Assigned task
Below are entries; tally how many lines hold the string "example" and answer with only that figure.

Stored data:
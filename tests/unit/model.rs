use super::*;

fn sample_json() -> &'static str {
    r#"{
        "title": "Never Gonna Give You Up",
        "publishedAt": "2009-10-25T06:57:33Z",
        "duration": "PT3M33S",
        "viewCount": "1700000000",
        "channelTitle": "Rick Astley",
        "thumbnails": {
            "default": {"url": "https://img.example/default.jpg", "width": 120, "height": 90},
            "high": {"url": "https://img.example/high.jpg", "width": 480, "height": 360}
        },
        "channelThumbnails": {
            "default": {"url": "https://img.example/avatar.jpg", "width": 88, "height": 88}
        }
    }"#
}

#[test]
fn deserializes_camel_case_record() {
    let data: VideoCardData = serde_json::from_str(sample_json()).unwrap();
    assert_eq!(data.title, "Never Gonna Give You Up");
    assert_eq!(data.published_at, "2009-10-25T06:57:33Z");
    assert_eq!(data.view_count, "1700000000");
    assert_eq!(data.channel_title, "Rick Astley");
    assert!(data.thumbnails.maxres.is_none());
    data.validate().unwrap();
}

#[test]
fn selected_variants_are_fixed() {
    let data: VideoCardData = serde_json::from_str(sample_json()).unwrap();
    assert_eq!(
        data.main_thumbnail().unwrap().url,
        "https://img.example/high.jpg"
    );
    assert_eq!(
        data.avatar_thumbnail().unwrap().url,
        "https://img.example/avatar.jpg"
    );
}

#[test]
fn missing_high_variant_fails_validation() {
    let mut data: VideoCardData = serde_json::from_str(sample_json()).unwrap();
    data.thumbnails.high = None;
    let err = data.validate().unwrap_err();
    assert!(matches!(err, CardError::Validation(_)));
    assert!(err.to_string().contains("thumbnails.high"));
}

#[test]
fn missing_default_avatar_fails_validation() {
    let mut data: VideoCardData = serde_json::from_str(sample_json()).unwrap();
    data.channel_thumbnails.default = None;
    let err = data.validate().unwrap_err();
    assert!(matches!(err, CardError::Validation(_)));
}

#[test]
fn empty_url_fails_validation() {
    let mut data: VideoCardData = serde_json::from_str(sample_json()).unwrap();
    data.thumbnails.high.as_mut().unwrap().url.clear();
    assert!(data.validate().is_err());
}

Reply
5